CYP450 dietary inhibitors attenuate TNF-alpha-stimulated endothelial molecule expression and leukocyte adhesion.

Abstract

Enhanced expression of mucosal addressin cell adhesion molecule-1 (MAdCAM-1) and other endothelial cell adhesion molecules (ECAMs) are associated with the onset and progression of inflammatory bowel disease (IBD). We show in this study that two cytochrome p-450 (CYP450) inhibitors from Citrus paradis (grapefruit), bergamottin, and 6',7'-dihydroxybergamottin (DHB) block tumor necrosis factor (TNF)-alpha-stimulated expression of MAdCAM-1 in cultured endothelial cells and also reduce alpha(4)beta(7)-dependent lymphocyte adhesion. Bergamottin (20-50 microM) or DHB (10-30 microM) pretreatment dose-dependently reduced TNF-alpha-mediated expression of MAdCAM-1 and lymphocyte adhesion.

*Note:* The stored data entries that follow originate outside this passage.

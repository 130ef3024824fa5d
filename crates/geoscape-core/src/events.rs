//! Geoscape events - what the host needs to hear about
//!
//! The core never builds battles or opens screens. It pushes a [`GeoEvent`]
//! and the host drains the queue once per frame.

use std::collections::VecDeque;

use hecs::Entity;
use serde::{Deserialize, Serialize};

use crate::components::CombatFate;
use crate::time::GameTime;

#[derive(Debug, Clone, PartialEq, Serialize, Deserialize)]
pub enum GeoEventKind {
    /// A UFO entered radar coverage
    UfoDetected { ufo: Entity },
    /// An interceptor lost its prey from radar
    TrackingLost { craft: Entity, prey: Entity },
    /// Craft turned home because its tank is low
    FuelLow { craft: Entity },
    /// Host must resolve the fight and call `Geoscape::resolve_dogfight`
    DogfightStarted { hunter: Entity, prey: Entity },
    DogfightResolved { hunter: Entity, prey: Entity, hunter_fate: CombatFate, prey_fate: CombatFate },
    UfoCrashed { ufo: Entity },
    /// Start a tactical terror mission at the city
    TerrorAttack { ufo: Entity, city: Entity },
    /// Aliens assault an X-Corp base
    BaseAssault { ufo: Entity, base: Entity },
    OutpostSupplied { outpost: Entity },
    CityInfiltrated { city: Entity },
    OutpostEstablished { outpost: Entity, city: Entity },
    /// An interceptor reached a landed UFO; host may start a ground assault
    LandedUfoReached { craft: Entity, ufo: Entity },
    CraftReturned { craft: Entity, base: Entity },
    CraftDestroyed { craft: Entity },
    UfoDeparted { ufo: Entity },
    ShipmentArrived { base: Entity, item: String, quantity: u32 },
    InvasionTaskStarted { task: u32, description: String },
    SiteDestroyed { site: Entity },
}

#[derive(Debug, Clone, PartialEq, Serialize, Deserialize)]
pub struct GeoEvent {
    pub at: GameTime,
    pub kind: GeoEventKind,
}

#[derive(Debug, Clone, Default, Serialize, Deserialize)]
pub struct GeoEventQueue {
    events: VecDeque<GeoEvent>,
}

impl GeoEventQueue {
    pub fn new() -> Self {
        Self::default()
    }

    pub fn push(&mut self, at: GameTime, kind: GeoEventKind) {
        self.events.push_back(GeoEvent { at, kind });
    }

    /// Remove and return everything queued so far, oldest first
    pub fn drain(&mut self) -> Vec<GeoEvent> {
        self.events.drain(..).collect()
    }

    pub fn iter(&self) -> impl Iterator<Item = &GeoEvent> {
        self.events.iter()
    }

    pub fn len(&self) -> usize {
        self.events.len()
    }

    pub fn is_empty(&self) -> bool {
        self.events.is_empty()
    }
}
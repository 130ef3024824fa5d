//! Errors returned to the host.
//!
//! Ordinary game outcomes (fuel low, prey lost, craft destroyed) are not
//! errors; they travel as mission signals and events.

use hecs::Entity;
use thiserror::Error;

use crate::persistence::SaveError;
use crate::time::AppointmentId;

#[derive(Debug, Error)]
pub enum GeoError {
    #[error("I/O error: {0}")]
    Io(#[from] std::io::Error),

    #[error("could not parse config: {0}")]
    Config(#[from] serde_json::Error),

    #[error("invalid config: {0}")]
    InvalidConfig(String),

    #[error("appointment {0:?} is already scheduled")]
    AlreadyScheduled(AppointmentId),

    #[error("no such entity: {0:?}")]
    NoSuchEntity(Entity),

    #[error("{0:?} is not an X-Corp craft")]
    NotXCorpCraft(Entity),

    #[error("{0:?} is not an X-Corp base")]
    NotABase(Entity),

    #[error("invalid target {target:?}: {reason}")]
    InvalidTarget { target: Entity, reason: &'static str },

    #[error(transparent)]
    Save(#[from] SaveError),
}

pub type GeoResult<T> = Result<T, GeoError>;
impl<'a> Context<'a> {
    fn new(
        func: &'a FunctionDefinition,
        frame: &'a mut FrameTable,
        phis: &'a PhiTable,
    ) -> Result<Context<'a>> {
        let cfg = CFGInfo::new(func)?;

        // Parameter slots are written by the function prologue, so they
        // legitimately enter the entry block live without a CFG edge.
        let mut param_slots = SlotSet::default();
        for (name, ty) in &func.parameters {
            let slot = frame.find_or_create(name);
            frame.resolve_kind(slot, *ty)?;
            param_slots.insert(slot);
        }

        let mut ctx = Context {
            func,
            frame,
            phis,
            cfg,
            uses: EntityVec::default(),
            defs: EntityVec::default(),
            edge_uses: EntityMap::default(),
            live_in: EntityVec::default(),
            live_out: EntityVec::default(),
            param_slots,
        };
        ctx.collect_uses_and_defs()?;
        ctx.inject_phi_edge_uses()?;
        Ok(ctx)
    }

    fn collect_uses_and_defs(&mut self) -> Result<()> {
        for (_, body) in self.func.blocks.entries() {
            let mut block_uses = Vec::with_capacity(body.insts.len());
            let mut block_defs = Vec::with_capacity(body.insts.len());
            for inst in &body.insts {
                let reads = extract_reads(self.frame, inst)?;
                block_uses.push(reads.into_iter().collect::<SlotSet>());

                let mut defs = SlotSet::default();
                if let Some((name, ty)) = inst.result() {
                    let slot = self.frame.find_or_create(name);
                    self.frame.resolve_kind(slot, ty)?;
                    defs.insert(slot);
                }
                block_defs.push(defs);
            }
            let empty = vec![SlotSet::default(); body.insts.len()];
            self.uses.push(block_uses);
            self.defs.push(block_defs);
            self.live_in.push(empty.clone());
            self.live_out.push(empty);
        }
        Ok(())
    }

    /// A value referenced only through a phi is live across the incoming
    /// edge, not inside the successor block's body: attribute each
    /// incoming operand to the corresponding predecessor's terminator.
    fn inject_phi_edge_uses(&mut self) -> Result<()> {
        for (&block, entries) in &self.phis.entries {
            ensure!(
                block.index() < self.func.blocks.len(),
                "phi table names out-of-range block {}",
                block
            );
            for entry in entries {
                let dest = self.frame.find_or_create(&entry.name);
                self.frame.resolve_kind(dest, entry.ty)?;
                for (pred, symbol) in &entry.incoming {
                    // An edge use attributed to a nonexistent predecessor
                    // would never be consumed by the fixpoint, silently
                    // undercounting liveness. Reject it instead.
                    ensure!(
                        pred.index() < self.func.blocks.len(),
                        "phi `{}` into {} has out-of-range predecessor {}",
                        entry.name,
                        block,
                        pred
                    );
                    match symbol {
                        Symbol::Constant(_) | Symbol::Global { .. } => {}
                        Symbol::InstructionResult { name, ty }
                        | Symbol::Parameter { name, ty } => {
                            let slot = self.frame.find_or_create(name);
                            self.frame.resolve_kind(slot, *ty)?;
                            log::trace!(
                                "phi {} in {}: edge use of {} at terminator of {}",
                                entry.name,
                                block,
                                self.frame.name(slot),
                                pred
                            );
                            self.edge_uses[*pred].insert(slot);
                        }
                        Symbol::Metadata { .. } => {
                            return Err(
                                AnalysisError::UnsupportedSymbol(format!("{}", symbol)).into()
                            );
                        }
                    }
                }
            }
        }
        Ok(())
    }

    fn run(mut self) -> Result<LivenessResult> {
        self.fixpoint();
        Ok(self.derive_kills())
    }

    fn fixpoint(&mut self) {
        // Seed with all blocks, last first: a backward analysis converges
        // fastest when successors are visited before their predecessors.
        let blocks: Vec<Block> = self.func.blocks.iter().collect();
        let mut workqueue: VecDeque<Block> = blocks.iter().rev().copied().collect();
        let mut workqueue_set: FxHashSet<Block> = workqueue.iter().copied().collect();

        let mut passes = 0usize;
        while let Some(block) = workqueue.pop_front() {
            workqueue_set.remove(&block);
            passes += 1;
            if self.update_block(block) {
                for &pred in &self.cfg.preds[block] {
                    if workqueue_set.insert(pred) {
                        workqueue.push_back(pred);
                    }
                }
            }
        }
        log::debug!(
            "liveness({}): fixpoint after {} block visits, {} slots",
            self.func.name,
            passes,
            self.frame.len()
        );
    }

    /// Recompute Live-in/Live-out for every instruction of one block in
    /// reverse order. Returns whether the block-entry Live-in changed.
    fn update_block(&mut self, block: Block) -> bool {
        let n = self.func.blocks[block].insts.len();
        let mut changed_entry = false;
        for i in (0..n).rev() {
            let out = if i + 1 == n {
                // Terminator: union of successor entry Live-ins, plus the
                // synthetic phi edge uses attributed to this block.
                let mut out = self.edge_uses[block].clone();
                for &succ in &self.cfg.succs[block] {
                    out.extend(self.live_in[succ][0].iter().copied());
                }
                out
            } else {
                self.live_in[block][i + 1].clone()
            };

            let mut new_in = self.uses[block][i].clone();
            new_in.extend(out.difference(&self.defs[block][i]).copied());

            self.live_out[block][i] = out;
            if new_in != self.live_in[block][i] {
                log::trace!(
                    "liveness({}): {} inst {}: live-in now {:?}",
                    self.func.name,
                    block,
                    i,
                    new_in
                );
                if i == 0 {
                    changed_entry = true;
                }
                self.live_in[block][i] = new_in;
            }
        }
        changed_entry
    }

    fn derive_kills(self) -> LivenessResult {
        let entry = self.func.entry();
        let mut begin_kills: EntityMap<Block, SlotSet> = EntityMap::default();
        let mut end_kills: EntityMap<Block, Vec<SlotSet>> = EntityMap::default();
        let mut inconsistencies = vec![];

        for (block, body) in self.func.blocks.entries() {
            let n = body.insts.len();
            end_kills[block] = (0..n)
                .map(|i| {
                    self.live_in[block][i]
                        .difference(&self.live_out[block][i])
                        .copied()
                        .collect()
                })
                .collect();

            // Slots live at entry that no predecessor terminator carries
            // out start fresh here.
            let mut carried = SlotSet::default();
            for &pred in &self.cfg.preds[block] {
                let last = self.func.blocks[pred].insts.len() - 1;
                carried.extend(self.live_out[pred][last].iter().copied());
            }
            let begin: SlotSet = self.live_in[block][0]
                .difference(&carried)
                .copied()
                .collect();

            let phi_dests: SlotSet = self
                .phis
                .of(block)
                .iter()
                .filter_map(|e| self.frame.get(&e.name))
                .collect();
            for &slot in &begin {
                let is_param_at_entry = block == entry && self.param_slots.contains(&slot);
                if !is_param_at_entry && !phi_dests.contains(&slot) {
                    log::warn!(
                        "liveness({}): slot `{}` live at {} entry but not carried in by any edge",
                        self.func.name,
                        self.frame.name(slot),
                        block
                    );
                    inconsistencies.push(AnalysisInconsistency { block, slot });
                }
            }
            begin_kills[block] = begin;
        }

        LivenessResult {
            begin_kills,
            end_kills,
            live_in: to_map(self.live_in),
            live_out: to_map(self.live_out),
            inconsistencies,
            empty: SlotSet::default(),
        }
    }
}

Bergamottin and DHB also prevented expression of two other ECAMs, intercellular adhesion molecule-1 and vascular cell adhesion molecule-1 (but not E-selectin). SKF-525a, a specific CYP450 inhibitor, also blocked the expression of MAdCAM-1 mediated by TNF-alpha. Similar to SKF-525a (20 microM), bergamottin (20 microM) and DHB (20 microM) directly inhibited the activity of CYP450 3A4. These results suggest that natural CYP450 inhibitors may be effective in reducing ECAM expression and leukocyte adhesion and therefore be useful in the clinical treatment of inflammatory states like IBD.